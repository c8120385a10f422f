//! Login against a credential directory.

use std::time::Duration;

use chama_core::auth::{AuthError, LoginRequest, PermissionTable, Session};
use tracing::{info, warn};

use crate::directory::CredentialDirectory;

/// Turns credentials into a session.
#[derive(Debug, Clone)]
pub struct Authenticator<D> {
    directory: D,
    table: PermissionTable,
    latency: Duration,
}

impl<D: CredentialDirectory> Authenticator<D> {
    /// Creates an authenticator. A zero latency answers immediately.
    #[must_use]
    pub const fn new(directory: D, table: PermissionTable, latency: Duration) -> Self {
        Self {
            directory,
            table,
            latency,
        }
    }

    /// Logs a member in.
    ///
    /// # Errors
    ///
    /// Returns `AuthError::MissingCredentials` for blank fields and
    /// `AuthError::InvalidCredentials` for anything that does not match an
    /// active member.
    pub async fn login(&self, request: &LoginRequest) -> Result<Session, AuthError> {
        request.validate()?;

        if !self.latency.is_zero() {
            tokio::time::sleep(self.latency).await;
        }

        let member_code = request.member_code.trim();
        let Some(member) = self
            .directory
            .find_member_by_credentials(member_code, &request.pin)
            .await
        else {
            warn!(member_code, "Login rejected");
            return Err(AuthError::InvalidCredentials);
        };

        info!(member_code = %member.member_code, role = %member.role, "Login succeeded");
        Ok(Session::start(member, &self.table))
    }
}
########################################
→ ABOUT THIS TASK
The answer must consist of every line from the records above that holds "PermissionTable".

→ TASK RESULT
use chama_core::auth::{AuthError, LoginRequest, PermissionTable, Session};
    table: PermissionTable,
    pub const fn new(directory: D, table: PermissionTable, latency: Duration) -> Self {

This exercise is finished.